— TASK INSTRUCTIONS —
Please restate verbatim the lines that open the listing below, ending with the line in which "use std::fmt;" occurs.

— DATA FOR THIS EXERCISE —
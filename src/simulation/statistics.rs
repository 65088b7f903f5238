//! # Run Statistics
//!
//! Aggregates over [`PowerSample`]s. [`StatisticsAccumulator`] is a
//! mergeable partial result: sums and maxima only, so chunks processed on
//! different workers can be combined in any order.

use std::collections::BTreeMap;
use std::fmt;
use std::str::FromStr;

use chrono::{Datelike, NaiveDate};
use chrono_tz::Tz;
use serde::{Deserialize, Serialize};

use crate::domain::{PanelArray, PowerSample};
use crate::error::{Result, SimError};

/// Calendar month in the site's local time, written as `YYYY-MM`
#[derive(Debug, Clone, Copy, PartialEq, Eq, PartialOrd, Ord, Hash, Serialize, Deserialize)]
#[serde(into = "String", try_from = "String")]
pub struct MonthKey {
    pub year: i32,
    pub month: u32,
}

impl fmt::Display for MonthKey {
    fn fmt(&self, f: &mut fmt::Formatter<'_>) -> fmt::Result {
        write!(f, "{:04}-{:02}", self.year, self.month)
    }
}

impl FromStr for MonthKey {
    type Err = SimError;

    fn from_str(s: &str) -> Result<Self> {
        let invalid = || SimError::invalid("month", format!("expected YYYY-MM, got {s:?}"));
        let (year, month) = s.split_once('-').ok_or_else(invalid)?;
        let year = year.parse().map_err(|_| invalid())?;
        let month = month.parse().map_err(|_| invalid())?;
        if !(1..=12).contains(&month) {
            return Err(invalid());
        }
        Ok(Self { year, month })
    }
}

impl From<MonthKey> for String {
    fn from(key: MonthKey) -> Self {
        key.to_string()
    }
}

impl TryFrom<String> for MonthKey {
    type Error = SimError;

    fn try_from(s: String) -> Result<Self> {
        s.parse()
    }
}

#[derive(Debug, Clone, Copy, Default, PartialEq)]
struct Bucket {
    energy_wh: f64,
    power_sum_w: f64,
    peak_w: f64,
    samples: usize,
}

impl Bucket {
    fn add(&mut self, power_w: f64, energy_wh: f64) {
        self.energy_wh += energy_wh;
        self.power_sum_w += power_w;
        self.peak_w = self.peak_w.max(power_w);
        self.samples += 1;
    }

    fn merge(&mut self, other: &Bucket) {
        self.energy_wh += other.energy_wh;
        self.power_sum_w += other.power_sum_w;
        self.peak_w = self.peak_w.max(other.peak_w);
        self.samples += other.samples;
    }

    fn summary(&self) -> PeriodSummary {
        PeriodSummary {
            energy_kwh: self.energy_wh / 1000.0,
            average_power_w: if self.samples > 0 {
                self.power_sum_w / self.samples as f64
            } else {
                0.0
            },
            peak_power_w: self.peak_w,
            samples: self.samples,
        }
    }
}

/// Energy and power rollup for one month or day
#[derive(Debug, Clone, Copy, PartialEq, Serialize, Deserialize)]
pub struct PeriodSummary {
    pub energy_kwh: f64,
    /// Mean DC power over every sample of the period
    pub average_power_w: f64,
    pub peak_power_w: f64,
    pub samples: usize,
}

#[derive(Debug, Clone)]
pub struct StatisticsAccumulator {
    interval_hours: f64,
    timezone: Tz,
    samples: usize,
    energy_wh: f64,
    ac_energy_wh: Option<f64>,
    peak_w: f64,
    daylight_samples: usize,
    daylight_power_sum_w: f64,
    poa_insolation_wh_m2: f64,
    monthly: BTreeMap<MonthKey, Bucket>,
    daily: BTreeMap<NaiveDate, Bucket>,
}

impl StatisticsAccumulator {
    pub fn new(interval_hours: f64, timezone: Tz) -> Self {
        Self {
            interval_hours,
            timezone,
            samples: 0,
            energy_wh: 0.0,
            ac_energy_wh: None,
            peak_w: 0.0,
            daylight_samples: 0,
            daylight_power_sum_w: 0.0,
            poa_insolation_wh_m2: 0.0,
            monthly: BTreeMap::new(),
            daily: BTreeMap::new(),
        }
    }

    pub fn push(&mut self, sample: &PowerSample) {
        let dt = self.interval_hours;
        let power = sample.dc_power_w;
        let energy = power * dt;

        self.samples += 1;
        self.energy_wh += energy;
        if let Some(ac) = sample.ac_power_w {
            *self.ac_energy_wh.get_or_insert(0.0) += ac * dt;
        }
        self.peak_w = self.peak_w.max(power);
        if sample.is_daylight() {
            self.daylight_samples += 1;
            self.daylight_power_sum_w += power;
        }
        self.poa_insolation_wh_m2 += sample.poa.global * dt;

        let local = sample.timestamp.with_timezone(&self.timezone);
        let month = MonthKey {
            year: local.year(),
            month: local.month(),
        };
        self.monthly.entry(month).or_default().add(power, energy);
        self.daily.entry(local.date_naive()).or_default().add(power, energy);
    }

    pub fn merge(mut self, other: Self) -> Self {
        self.samples += other.samples;
        self.energy_wh += other.energy_wh;
        self.ac_energy_wh = match (self.ac_energy_wh, other.ac_energy_wh) {
            (Some(a), Some(b)) => Some(a + b),
            (a, b) => a.or(b),
        };
        self.peak_w = self.peak_w.max(other.peak_w);
        self.daylight_samples += other.daylight_samples;
        self.daylight_power_sum_w += other.daylight_power_sum_w;
        self.poa_insolation_wh_m2 += other.poa_insolation_wh_m2;
        for (k, b) in &other.monthly {
            self.monthly.entry(*k).or_default().merge(b);
        }
        for (k, b) in &other.daily {
            self.daily.entry(*k).or_default().merge(b);
        }
        self
    }

    pub fn finish(&self, panel: &PanelArray) -> SimulationStatistics {
        let total_energy_kwh = self.energy_wh / 1000.0;
        let simulated_hours = self.samples as f64 * self.interval_hours;
        let rated_kw = panel.rated_power_w() / 1000.0;
        let capacity_factor = if simulated_hours > 0.0 {
            total_energy_kwh / (rated_kw * simulated_hours)
        } else {
            0.0
        };
        let reference_wh = self.poa_insolation_wh_m2 * panel.area_m2() * panel.efficiency();
        let performance_ratio = if reference_wh > 0.0 {
            self.energy_wh / reference_wh
        } else {
            0.0
        };

        SimulationStatistics {
            sample_count: self.samples,
            total_energy_kwh,
            ac_energy_kwh: self.ac_energy_wh.map(|wh| wh / 1000.0),
            peak_power_w: self.peak_w,
            average_power_w: if self.daylight_samples > 0 {
                self.daylight_power_sum_w / self.daylight_samples as f64
            } else {
                0.0
            },
            daylight_hours: self.daylight_samples as f64 * self.interval_hours,
            capacity_factor,
            performance_ratio,
            monthly: self.monthly.iter().map(|(k, b)| (*k, b.summary())).collect(),
            daily: self.daily.iter().map(|(k, b)| (*k, b.summary())).collect(),
        }
    }
}

#[derive(Debug, Clone, PartialEq, Serialize, Deserialize)]
pub struct SimulationStatistics {
    pub sample_count: usize,
    /// DC energy over the run
    pub total_energy_kwh: f64,
    pub ac_energy_kwh: Option<f64>,
    pub peak_power_w: f64,
    /// Mean DC power over samples with the sun above the horizon
    pub average_power_w: f64,
    pub daylight_hours: f64,
    /// Energy over nameplate (area x efficiency x 1 kW/m²) for the simulated hours
    pub capacity_factor: f64,
    /// Energy over plane-of-array insolation x area x efficiency
    pub performance_ratio: f64,
    pub monthly: BTreeMap<MonthKey, PeriodSummary>,
    pub daily: BTreeMap<NaiveDate, PeriodSummary>,
}

impl SimulationStatistics {
    pub fn monthly_energy_kwh(&self) -> BTreeMap<MonthKey, f64> {
        self.monthly.iter().map(|(k, s)| (*k, s.energy_kwh)).collect()
    }

    pub fn daily_energy_kwh(&self) -> BTreeMap<NaiveDate, f64> {
        self.daily.iter().map(|(k, s)| (*k, s.energy_kwh)).collect()
    }
}

#[cfg(test)]
mod tests {
    use super::*;
    use crate::domain::{IrradianceComponents, PoaComponents, SunPosition};
    use chrono::{DateTime, Duration, FixedOffset};

    fn sample(ts: DateTime<FixedOffset>, power: f64, poa: f64) -> PowerSample {
        let elevation = if power > 0.0 { 30.0 } else { -10.0 };
        PowerSample {
            timestamp: ts,
            dc_power_w: power,
            ac_power_w: Some(power * 0.9),
            poa: PoaComponents {
                global: poa,
                ..Default::default()
            },
            cell_temperature_c: 25.0,
            temperature_factor: 1.0,
            ambient_temp_c: 20.0,
            irradiance: IrradianceComponents::ZERO,
            sun: SunPosition::from_zenith(90.0 - elevation, 180.0),
        }
    }

    fn day() -> Vec<PowerSample> {
        let t0 = DateTime::parse_from_rfc3339("2024-01-31T00:00:00+00:00").unwrap();
        (0..48)
            .map(|h| {
                let hour = h % 24;
                let power = if (8..16).contains(&hour) { 1000.0 } else { 0.0 };
                sample(t0 + Duration::hours(h), power, power * 5.0)
            })
            .collect()
    }

    fn panel() -> PanelArray {
        PanelArray::new(10.0, 0.2, 30.0, 180.0).unwrap()
    }

    #[test]
    fn totals_and_ratios() {
        let mut acc = StatisticsAccumulator::new(1.0, chrono_tz::UTC);
        for s in day() {
            acc.push(&s);
        }
        let stats = acc.finish(&panel());
        assert_eq!(stats.sample_count, 48);
        assert!((stats.total_energy_kwh - 16.0).abs() < 1e-9);
        assert!((stats.ac_energy_kwh.unwrap() - 14.4).abs() < 1e-9);
        assert_eq!(stats.peak_power_w, 1000.0);
        assert!((stats.average_power_w - 1000.0).abs() < 1e-9);
        assert!((stats.daylight_hours - 16.0).abs() < 1e-9);
        // 16 kWh over 2 kW for 48 h
        assert!((stats.capacity_factor - 16.0 / 96.0).abs() < 1e-12);
        // poa 5000 W/m² x 2 m² effective = 10 kW reference vs 1 kW produced
        assert!((stats.performance_ratio - 0.1).abs() < 1e-12);
    }

    #[test]
    fn buckets_follow_local_calendar() {
        let mut acc = StatisticsAccumulator::new(1.0, chrono_tz::UTC);
        for s in day() {
            acc.push(&s);
        }
        let stats = acc.finish(&panel());
        let months: Vec<String> = stats.monthly.keys().map(|k| k.to_string()).collect();
        assert_eq!(months, vec!["2024-01", "2024-02"]);
        assert_eq!(stats.daily.len(), 2);
        let jan = stats.monthly[&MonthKey { year: 2024, month: 1 }];
        assert!((jan.energy_kwh - 8.0).abs() < 1e-9);
        assert_eq!(jan.peak_power_w, 1000.0);
        assert!((jan.average_power_w - 1000.0 / 3.0).abs() < 1e-9);

        // the same instants seen from Tokyo shift into the next day
        let mut tokyo = StatisticsAccumulator::new(1.0, chrono_tz::Asia::Tokyo);
        for s in day() {
            tokyo.push(&s);
        }
        assert_eq!(tokyo.finish(&panel()).daily.len(), 3);
    }

    #[test]
    fn merge_is_order_independent() {
        let samples = day();
        let (a, b) = samples.split_at(17);
        let build = |part: &[PowerSample]| {
            let mut acc = StatisticsAccumulator::new(1.0, chrono_tz::UTC);
            for s in part {
                acc.push(s);
            }
            acc
        };
        let ab = build(a).merge(build(b)).finish(&panel());
        let ba = build(b).merge(build(a)).finish(&panel());
        let whole = build(&samples).finish(&panel());
        assert_eq!(ab, ba);
        assert_eq!(ab, whole);
    }

    #[test]
    fn statistics_serialize_to_json() {
        let mut acc = StatisticsAccumulator::new(1.0, chrono_tz::UTC);
        for s in day() {
            acc.push(&s);
        }
        let stats = acc.finish(&panel());
        let json = serde_json::to_string(&stats).unwrap();
        assert!(json.contains("\"2024-02\""));
        let back: SimulationStatistics = serde_json::from_str(&json).unwrap();
        assert!(back.monthly.keys().eq(stats.monthly.keys()));
        assert_eq!(back.sample_count, 48);
        assert!("2024-13".parse::<MonthKey>().is_err());
    }

    #[test]
    fn empty_run_has_zero_ratios() {
        let stats = StatisticsAccumulator::new(1.0, chrono_tz::UTC).finish(&panel());
        assert_eq!(stats.capacity_factor, 0.0);
        assert_eq!(stats.performance_ratio, 0.0);
        assert!(stats.ac_energy_kwh.is_none());
    }
}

— WRITTEN SOLUTION —
filename src/simulation/statistics.rs
repository 65088b7f903f5238
//! # Run Statistics
//!
//! Aggregates over [`PowerSample`]s. [`StatisticsAccumulator`] is a
//! mergeable partial result: sums and maxima only, so chunks processed on
//! different workers can be combined in any order.

use std::collections::BTreeMap;
use std::fmt;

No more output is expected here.